Несколько месяцев кряду он обдумывал, как будет лепить; он сделал все наброски заранее, по памяти. Как и предполагал, натурщиком оказался непривлекательный мужчина средних лет, и Огюст быстро принялся за дело.
К концу второго дня он уже приступил к торсу. Вылепил его в классическом греческом стиле – греки создавали образцы, красота которых осталась непревзойденной. Школа изящных искусств преклонялась перед греками. Он считал, что лепить на этот раз приходится слишком поспешно; некогда было поразмыслить, вникнуть в суть модели, но работа спорилась. Закончив фигуру, он остался вполне доволен ею, никогда он не создавал ничего лучше. Огюст видел, с какой завистью смотрели на фигуру другие. Это был лучший признак. Он чувствовал, что наконец добился победы, которой так страстно желал.
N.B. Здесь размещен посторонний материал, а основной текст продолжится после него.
//! Render inputs in parsed and serialized form.

use std::collections::BTreeMap;

use helmlet_chart::{parse_values, Capabilities, Chart, ReleaseOptions};
use helmlet_discovery::DiscoveryDocument;
use serde::{Deserialize, Serialize};
use serde_json::{Map, Value};

use crate::RenderError;

/// Capabilities and discovery groups as one payload.
#[derive(Debug, Clone, Default, Serialize, Deserialize)]
pub struct DiscoveryBundle {
    #[serde(flatten)]
    pub capabilities: Capabilities,
    #[serde(flatten)]
    pub discovery: DiscoveryDocument,
}

impl DiscoveryBundle {
    pub fn from_json(json: &str) -> Result<Self, RenderError> {
        serde_json::from_str(json).map_err(|e| RenderError::Discovery(e.to_string()))
    }
}

/// The four serialized arguments of a render call.
#[derive(Debug, Clone, Default, Serialize, Deserialize)]
pub struct SerializedRender {
    /// Index 0 is the root chart; the rest are attached as its subcharts.
    pub charts: Vec<String>,
    pub values: String,
    pub options: String,
    pub bundle: String,
}

#[derive(Debug, Clone)]
pub struct RenderRequest {
    /// Root chart with its subcharts attached.
    pub chart: Chart,
    pub values: Map<String, Value>,
    pub options: ReleaseOptions,
    pub bundle: DiscoveryBundle,
}

impl RenderRequest {
    pub fn from_serialized(input: &SerializedRender) -> Result<Self, RenderError> {
        let (root, subcharts) = input.charts.split_first().ok_or(RenderError::NoChart)?;
        let mut chart = Chart::from_json(root)?;
        for sub in subcharts {
            chart.add_dependency(Chart::from_json(sub)?);
        }
        Ok(Self {
            chart,
            values: parse_values(&input.values)?,
            options: ReleaseOptions::from_json(&input.options)?,
            bundle: DiscoveryBundle::from_json(&input.bundle)?,
        })
    }
}

/// Rendered files plus the chart and CRD echoes, both as JSON text.
#[derive(Debug, Clone, Default, PartialEq, Eq, Serialize, Deserialize)]
pub struct RenderResult {
    pub files: BTreeMap<String, String>,
    pub chart: String,
    pub crds: String,
}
Экзаменатор, самый древний и дряхлый из всех тех, что были у Огюста, видимо, не мог разглядеть фигуру. Его глаза совсем ослепли от старости, и он еле нашел экзаменационный лист, на котором дрожащим карандашом написал: «Не принят».
– Опять не принят?! – воскликнул Роден. Он знал, что это бунт – подвергать сомнению решение экзаменатора, но оно было таким нелепым. – Почему? – спросил он.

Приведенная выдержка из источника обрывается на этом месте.